Você já ouviu falar em aluguel pena?


Se não ouviu, esse texto traz uma ótima oportunidade para que você possa introduzir essa temática no seu diaadia profissional ou até mesmo para o seu conhecimento geral. E, de antemão, saiba que ele existe sim e pode ocorrer na resolução do contrato de compromisso de compra. Agora vejamos quando e em que circunstância isso pode ocorrer.

Imagine a seguinte situação: Comprador para de pagar as prestações do financiamento (parcelamento direto com a construtora) do imóvel adquirido.

Muito bem! De acordo com o art. 53 do Código de Defesa do Consumidor e da jurisprudência mais moderna acerca do tema, em se tratando de contratos de compra e venda de imóveis, mediante pagamento de prestações, são nulas de pleno direito as cláusulas que estabelecem a perda total das prestações pagas em benefício do credor (incorporador/construtora), que em razão de inadimplemento, pleitear a resolução do contrato e consequente reintegração de posse.

Ou seja, vendedor não pode pleitear a perda total de tudo que já foi pago pelo comprador até o inadimplemento.

Veja o que estabelece o referido artigo:

Art. 53. Nos contratos de compra e venda de móveis ou imóveis mediante pagamento em prestações, bem como nas alienações fiduciárias em garantia, consideram-se nulas de pleno direito as cláusulas que estabeleçam a perda total das prestações pagas em benefício do credor que, em razão do inadimplemento, pleitear a resolução do contrato e a retomada do produto alienado.

Agora, vamos recapitular o exemplo, contextualizando: comprador deixa de pagar o financiamento.
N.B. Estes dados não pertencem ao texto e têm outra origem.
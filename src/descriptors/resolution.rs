/*!
 * Resolution Result
 * Tagged outcome of a virtual descriptor lookup
 */

use super::record::{DescriptorFlags, DescriptorKind, DescriptorRecord, External};
use crate::core::errors::TableError;
use crate::core::types::VirtualFd;

/// Outcome of [`DescriptorTable::resolve`](super::DescriptorTable::resolve)
///
/// Callers read only the projections they need; every projection comes from the
/// same record snapshot.
#[derive(Debug, Clone, Copy, PartialEq, Eq)]
#[must_use]
pub enum Resolution {
    Found(DescriptorRecord),
    NotFound(VirtualFd),
}

impl Resolution {
    #[inline]
    pub const fn is_found(&self) -> bool {
        matches!(self, Self::Found(_))
    }

    #[inline]
    pub const fn record(&self) -> Option<&DescriptorRecord> {
        match self {
            Self::Found(record) => Some(record),
            Self::NotFound(_) => None,
        }
    }

    #[inline]
    pub const fn external(&self) -> Option<External> {
        match self {
            Self::Found(record) => Some(record.external),
            Self::NotFound(_) => None,
        }
    }

    #[inline]
    pub const fn kind(&self) -> Option<DescriptorKind> {
        match self {
            Self::Found(record) => Some(record.kind),
            Self::NotFound(_) => None,
        }
    }

    #[inline]
    pub const fn flags(&self) -> Option<DescriptorFlags> {
        match self {
            Self::Found(record) => Some(record.flags),
            Self::NotFound(_) => None,
        }
    }

    /// Record, or `BadDescriptor` if nothing live matched
    #[inline]
    pub fn require(self) -> Result<DescriptorRecord, TableError> {
        match self {
            Self::Found(record) => Ok(record),
            Self::NotFound(fd) => Err(TableError::BadDescriptor(fd)),
        }
    }
}
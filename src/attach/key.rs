/*!
 * Attachment Keys
 *
 * Per-thread value slots addressed by a key, with a destructor run at thread
 * exit. A thread-local registry holds one entry per live key; dropping the
 * registry at thread exit runs each live key's destructor exactly once.
 * Deleting a key makes its entries inert: no further reads, writes, or
 * destructor calls.
 */

use super::vm::EnvHandle;
use crate::core::errors::AttachError;
use crate::core::fatal::abort_process;
use std::cell::RefCell;
use std::fmt;
use std::sync::atomic::{AtomicBool, AtomicU64, Ordering};
use std::sync::{Arc, Weak};
use tracing::debug;

/// Key ids are never reused within a process
static NEXT_KEY_ID: AtomicU64 = AtomicU64::new(1);

type Destructor = Box<dyn Fn(EnvHandle) + Send + Sync>;

struct KeyState {
    id: u64,
    deleted: AtomicBool,
    destructor: Destructor,
}

struct Entry {
    key: Weak<KeyState>,
    key_id: u64,
    env: EnvHandle,
}

impl Entry {
    fn is_stale(&self) -> bool {
        match self.key.upgrade() {
            Some(key) => key.deleted.load(Ordering::Acquire),
            None => true,
        }
    }
}

#[derive(Default)]
struct ThreadRegistry {
    entries: Vec<Entry>,
}

impl Drop for ThreadRegistry {
    fn drop(&mut self) {
        for entry in self.entries.drain(..) {
            let Some(key) = entry.key.upgrade() else {
                continue;
            };
            if !key.deleted.load(Ordering::Acquire) {
                (key.destructor)(entry.env);
            }
        }
    }
}

thread_local! {
    static REGISTRY: RefCell<ThreadRegistry> = RefCell::new(ThreadRegistry::default());
}

/// Handle to a per-thread slot with a thread-exit destructor
#[derive(Clone)]
pub struct AttachmentKey {
    state: Arc<KeyState>,
}

impl AttachmentKey {
    /// Create a key whose destructor runs at exit of every thread holding a value
    pub fn create<F>(destructor: F) -> Self
    where
        F: Fn(EnvHandle) + Send + Sync + 'static,
    {
        let id = match NEXT_KEY_ID.fetch_update(Ordering::AcqRel, Ordering::Acquire, |id| {
            id.checked_add(1)
        }) {
            Ok(id) => id,
            Err(_) => abort_process("attachment key space exhausted"),
        };

        debug!(key = id, "attachment key created");
        Self {
            state: Arc::new(KeyState {
                id,
                deleted: AtomicBool::new(false),
                destructor: Box::new(destructor),
            }),
        }
    }

    #[inline]
    pub fn id(&self) -> u64 {
        self.state.id
    }

    #[inline]
    pub fn is_deleted(&self) -> bool {
        self.state.deleted.load(Ordering::Acquire)
    }

    /// Delete the key; true on the first call only
    pub fn delete(&self) -> bool {
        let first = !self.state.deleted.swap(true, Ordering::AcqRel);
        if first {
            debug!(key = self.state.id, "attachment key deleted");
        }
        first
    }

    /// Value stored by the calling thread
    pub fn get(&self) -> Result<Option<EnvHandle>, AttachError> {
        if self.is_deleted() {
            return Err(AttachError::KeyDeleted);
        }
        let id = self.state.id;
        REGISTRY
            .try_with(|registry| -> Result<Option<EnvHandle>, AttachError> {
                let registry = registry.try_borrow().map_err(|_| AttachError::KeyStore)?;
                Ok(registry
                    .entries
                    .iter()
                    .find(|entry| entry.key_id == id)
                    .map(|entry| entry.env))
            })
            .map_err(|_| AttachError::KeyStore)?
    }

    /// Store a value for the calling thread, replacing any previous one
    pub fn set(&self, env: EnvHandle) -> Result<(), AttachError> {
        if self.is_deleted() {
            return Err(AttachError::KeyDeleted);
        }
        let id = self.state.id;
        let weak = Arc::downgrade(&self.state);
        REGISTRY
            .try_with(|registry| -> Result<(), AttachError> {
                let mut registry = registry.try_borrow_mut().map_err(|_| AttachError::KeyStore)?;
                registry.entries.retain(|entry| !entry.is_stale());

                match registry.entries.iter_mut().find(|entry| entry.key_id == id) {
                    Some(entry) => entry.env = env,
                    None => registry.entries.push(Entry {
                        key: weak,
                        key_id: id,
                        env,
                    }),
                }
                Ok(())
            })
            .map_err(|_| AttachError::KeyStore)?
    }
}

impl fmt::Debug for AttachmentKey {
    fn fmt(&self, f: &mut fmt::Formatter<'_>) -> fmt::Result {
        f.debug_struct("AttachmentKey")
            .field("id", &self.state.id)
            .field("deleted", &self.is_deleted())
            .finish()
    }
}
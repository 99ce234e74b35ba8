/*!
 * Core Module
 * Fundamental runtime types and error handling
 */

pub mod errors;
pub mod fatal;
pub mod limits;
pub mod types;

// Re-export for convenience
pub use errors::*;
pub use fatal::abort_process;
pub use types::*;
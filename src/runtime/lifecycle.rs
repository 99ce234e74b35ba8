/*!
 * Module Lifecycle
 * Auxiliary subsystems initialized in a fixed order at module load
 */

use crate::core::errors::SubsystemError;

/// Auxiliary subsystem brought up at module load
pub trait Subsystem: Send + Sync {
    fn name(&self) -> &'static str;

    fn init(&self) -> Result<(), SubsystemError>;
}

/// Subsystem backed by a closure
pub struct FnSubsystem<F> {
    name: &'static str,
    init: F,
}

impl<F> FnSubsystem<F>
where
    F: Fn() -> Result<(), SubsystemError> + Send + Sync,
{
    pub fn new(name: &'static str, init: F) -> Self {
        Self { name, init }
    }
}

impl<F> Subsystem for FnSubsystem<F>
where
    F: Fn() -> Result<(), SubsystemError> + Send + Sync,
{
    fn name(&self) -> &'static str {
        self.name
    }

    fn init(&self) -> Result<(), SubsystemError> {
        (self.init)()
    }
}
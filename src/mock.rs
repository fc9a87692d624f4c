//! A scripted in-memory chain for the unit tests.

// --- std ---
use std::{
	collections::{HashMap, HashSet},
	sync::{
		atomic::{AtomicBool, AtomicUsize, Ordering},
		Arc, Mutex,
	},
};
// --- crates.io ---
use alloy_dyn_abi::DynSolValue;
use alloy_primitives::{address, keccak256, U64};
use async_trait::async_trait;
// --- roomwatcher ---
use crate::{
	directory::{ContractDirectory, ContractInfo, DeployedContracts},
	error::{FetchError, RoomwatcherResult},
	node::ContractReader,
	r#type::*,
	source::*,
};

pub const BETTING_ROOM: &str = "BettingRoom";
pub const DEPLOYMENTS: &str = include_str!("../res/deployments.json");

pub const ROOM: Address = address!("0x00000000000000000000000000000000000000aa");
pub const GAME: Address = address!("0x00000000000000000000000000000000000000ee");
pub const ALICE: Address = address!("0x000000000000000000000000000000000000000a");
pub const BOB: Address = address!("0x000000000000000000000000000000000000000b");
pub const CAROL: Address = address!("0x000000000000000000000000000000000000000c");

pub fn deployments() -> DeployedContracts {
	DeployedContracts::from_json(DEPLOYMENTS, 31337).unwrap()
}

pub fn betting_room() -> Arc<ContractInfo> {
	deployments().resolve(BETTING_ROOM).unwrap()
}

pub fn contract_address() -> Address {
	address!("0x5fbdb2315678afecb367f032d93f642f64180aa3")
}

pub fn block_hash(number: BlockNumber) -> Hash {
	Hash::left_padding_from(&number.to_be_bytes())
}

fn log(block: BlockNumber, event_name: &str, indexed: &[Address], body: Vec<DynSolValue>) -> RawLog {
	static TRANSACTIONS: AtomicUsize = AtomicUsize::new(0);

	let info = betting_room();
	let event = info.event(event_name).unwrap();
	let nonce = TRANSACTIONS.fetch_add(1, Ordering::SeqCst);
	let mut topics = vec![event.selector()];

	topics.extend(indexed.iter().map(|address| address.into_word()));

	RawLog {
		address: info.address,
		block_hash: Some(block_hash(block)),
		block_number: Some(U64::from(block)),
		transaction_hash: Some(keccak256(nonce.to_be_bytes())),
		log_index: Some(U64::ZERO),
		topics,
		data: DynSolValue::Tuple(body).abi_encode_params().into(),
	}
}

pub fn room_create_log(
	block: BlockNumber,
	room: Address,
	creator: Address,
	bet: u64,
	bet_deadline: BlockNumber,
	claim_deadline: BlockNumber,
) -> RawLog {
	log(
		block,
		"RoomCreate",
		&[room, creator],
		vec![
			uint(bet),
			uint(bet_deadline),
			uint(claim_deadline),
			DynSolValue::Address(GAME),
		],
	)
}

pub fn room_join_log(block: BlockNumber, room: Address, member: Address) -> RawLog {
	log(block, "RoomJoin", &[room, member], Vec::new())
}

pub fn winners_fetch_log(block: BlockNumber, room: Address, winners: &[Address]) -> RawLog {
	log(
		block,
		"WinnersFetch",
		&[room],
		vec![DynSolValue::Array(
			winners.iter().copied().map(DynSolValue::Address).collect(),
		)],
	)
}

pub fn claim_prize_log(block: BlockNumber, room: Address, member: Address) -> RawLog {
	log(block, "ClaimPrize", &[room, member], vec![uint(20)])
}

pub fn claim_refund_log(block: BlockNumber, room: Address, member: Address) -> RawLog {
	log(block, "ClaimRefund", &[room, member], vec![uint(10)])
}

pub fn uint(value: u64) -> DynSolValue {
	DynSolValue::Uint(Balance::from(value), 256)
}

/// Values of `rooms(address)` in declaration order.
pub fn room_record_values(
	bet_deadline: BlockNumber,
	claim_deadline: BlockNumber,
	bet: u64,
	balance: u64,
) -> Vec<DynSolValue> {
	vec![
		DynSolValue::Address(ALICE),
		DynSolValue::Uint(Balance::from(1), 8),
		uint(bet_deadline),
		uint(claim_deadline),
		uint(2),
		uint(0),
		uint(bet),
		uint(0),
		uint(balance),
		DynSolValue::Address(GAME),
	]
}

pub fn room_record_output(
	bet_deadline: BlockNumber,
	claim_deadline: BlockNumber,
	bet: u64,
	balance: u64,
) -> Vec<u8> {
	DynSolValue::Tuple(room_record_values(bet_deadline, claim_deadline, bet, balance))
		.abi_encode_params()
}

#[derive(Debug, Default)]
pub struct Calls {
	pub height: AtomicUsize,
	pub logs: AtomicUsize,
	pub block: AtomicUsize,
	pub transaction: AtomicUsize,
	pub receipt: AtomicUsize,
	pub read: AtomicUsize,
}
impl Calls {
	pub fn total(&self) -> usize {
		[
			&self.height,
			&self.logs,
			&self.block,
			&self.transaction,
			&self.receipt,
			&self.read,
		]
		.iter()
		.map(|count| count.load(Ordering::SeqCst))
		.sum()
	}
}

/// Serves logs from memory, answers every block, transaction and receipt of a confirmed log.
#[derive(Debug, Default)]
pub struct MockChain {
	pub height: Mutex<BlockNumber>,
	pub logs: Mutex<Vec<RawLog>>,
	pub record: Mutex<Option<Vec<DynSolValue>>>,
	pub receipts: Mutex<HashMap<Hash, ReceiptRecord>>,
	pub fail_logs: AtomicBool,
	/// Selectors of the events whose log queries fail.
	pub fail_events: Mutex<HashSet<Hash>>,
	pub fail_receipts: AtomicBool,
	pub calls: Calls,
}
impl MockChain {
	pub fn new(height: BlockNumber) -> Arc<Self> {
		let chain = Self::default();

		*chain.height.lock().unwrap() = height;

		Arc::new(chain)
	}

	pub fn set_height(&self, height: BlockNumber) {
		*self.height.lock().unwrap() = height;
	}

	pub fn push(&self, log: RawLog) {
		self.logs.lock().unwrap().push(log);
	}

	pub fn set_record(&self, values: Vec<DynSolValue>) {
		*self.record.lock().unwrap() = Some(values);
	}

	pub fn fail_event(&self, event_name: &str, fail: bool) {
		let selector = betting_room().event(event_name).unwrap().selector();
		let mut fail_events = self.fail_events.lock().unwrap();

		if fail {
			fail_events.insert(selector);
		} else {
			fail_events.remove(&selector);
		}
	}

	pub fn calls(&self) -> usize {
		self.calls.total()
	}

	fn find(&self, hash: Hash) -> Option<RawLog> {
		self.logs
			.lock()
			.unwrap()
			.iter()
			.find(|log| log.transaction_hash == Some(hash))
			.cloned()
	}

	fn not_found(kind: &'static str, hash: Hash) -> crate::error::Error {
		FetchError::NotFound {
			kind,
			hash: hash.to_string(),
		}
		.into()
	}
}
#[async_trait]
impl LogSource for MockChain {
	async fn current_height(&self, _: CachePolicy) -> RoomwatcherResult<BlockNumber> {
		self.calls.height.fetch_add(1, Ordering::SeqCst);

		Ok(*self.height.lock().unwrap())
	}

	async fn logs(&self, query: &LogQuery) -> RoomwatcherResult<Vec<RawLog>> {
		self.calls.logs.fetch_add(1, Ordering::SeqCst);

		let selector = query.topics.first().copied().flatten();
		let failing = selector.map_or(false, |selector| {
			self.fail_events.lock().unwrap().contains(&selector)
		});

		if failing || self.fail_logs.load(Ordering::SeqCst) {
			return Err(FetchError::Rpc {
				code: -32005,
				message: "query timeout exceeded".into(),
			}
			.into());
		}

		Ok(self
			.logs
			.lock()
			.unwrap()
			.iter()
			.filter(|log| query.matches(log))
			.cloned()
			.collect())
	}

	async fn block_by_hash(&self, hash: Hash) -> RoomwatcherResult<BlockRecord> {
		self.calls.block.fetch_add(1, Ordering::SeqCst);

		let number = self
			.logs
			.lock()
			.unwrap()
			.iter()
			.find(|log| log.block_hash == Some(hash))
			.and_then(|log| log.block_number)
			.ok_or_else(|| Self::not_found("block", hash))?;

		Ok(BlockRecord {
			hash,
			number,
			parent_hash: block_hash(number.to::<u64>().saturating_sub(1)),
			timestamp: number * U64::from(12),
		})
	}

	async fn transaction_by_hash(&self, hash: Hash) -> RoomwatcherResult<TransactionRecord> {
		self.calls.transaction.fetch_add(1, Ordering::SeqCst);

		let log = self
			.find(hash)
			.ok_or_else(|| Self::not_found("transaction", hash))?;

		Ok(TransactionRecord {
			hash,
			from: ALICE,
			to: Some(log.address),
			value: Balance::ZERO,
			input: Bytes::new(),
			block_hash: log.block_hash,
			block_number: log.block_number,
		})
	}

	async fn transaction_receipt(&self, hash: Hash) -> RoomwatcherResult<ReceiptRecord> {
		self.calls.receipt.fetch_add(1, Ordering::SeqCst);

		if self.fail_receipts.load(Ordering::SeqCst) {
			return Err(Self::not_found("receipt", hash));
		}
		if let Some(receipt) = self.receipts.lock().unwrap().get(&hash) {
			return Ok(receipt.clone());
		}

		let log = self
			.find(hash)
			.ok_or_else(|| Self::not_found("receipt", hash))?;

		Ok(ReceiptRecord {
			transaction_hash: hash,
			block_hash: log.block_hash.unwrap_or_default(),
			block_number: log.block_number.unwrap_or_default(),
			status: Some(U64::from(1)),
			gas_used: U64::from(21_000),
			logs: vec![log],
		})
	}
}
#[async_trait]
impl ContractReader for MockChain {
	async fn call(
		&self,
		contract: &ContractInfo,
		function_name: &str,
		_: &[DynSolValue],
	) -> RoomwatcherResult<Vec<DynSolValue>> {
		self.calls.read.fetch_add(1, Ordering::SeqCst);
		contract.function(function_name)?;

		self.record.lock().unwrap().clone().ok_or_else(|| {
			FetchError::Rpc {
				code: 3,
				message: "execution reverted".into(),
			}
			.into()
		})
	}
}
Vendedor solicita em juízo a resolução contratual e consequente reintegração de posse pelo que devolverá uma porcentagem (do total que já foi pago) para o comprador. Mas, e até esse processo ser julgado? Obviamente, na maioria esmagadora dos casos, o comprador não sai do imóvel até ter uma ordem judicial para tanto, seja definitiva ou liminar. Portanto, ele continuará usufruindo do bem.

Diante do exposto, a pergunta que se faz é: É possível falar em indenização devida ao promitente vendedor em razão da fruição do imóvel pelo promitente comprador que ser tornou inadimplente, dando causa à resolução do contrato?

Segundo precedentes recentes do Superior Tribunal de Justiça – STJ, a indenização pela fruição do imóvel é devida com vistas a coibir possível resistência do promitente comprador em desocupar o imóvel em face da resolução contratual provocada pelo seu inadimplemento.

Assim, respondendo ao questionamento acima, é possível sim, além do pagamento dos pagamentos inadimplidos, que seja arbitrado um aluguel/pena que consiste no pagamento de taxa de ocupação pelo período em que o comprador permanecer na posse do bem imóvel, caso haja a rescisão do contrato de promessa de compra e venda com o retorno das partes ao estado anterior.

E ainda, esse aluguel/pena pode ser aplicado independente de quem tenha dado causa ao desfazimento do negócio, podendo ser tanto o comprador quanto o vendedor.

Isso porque, segundo entendimento do STJ, o pagamento de aluguéis não envolve discussão acerca da licitude ou ilicitude da conduta do ocupante. Ele é devido por força de lei, segundo a qual a ninguém é dado o direito de enriquecer sem causa à custa de outrem, no caso em análise, usufruindo de bem alheio sem contraprestação.

Logo, é possível que em uma ação de resolução do contrato de compra e venda, independente de quem tenha dado causa à resolução e, ressalvado o valor/percentual de retenção (que é assunto para um outro momento), do valor que o comprador pagou deverá ainda ser abatido os valores do aluguel, podendo reduzir e muito o valor final a receber.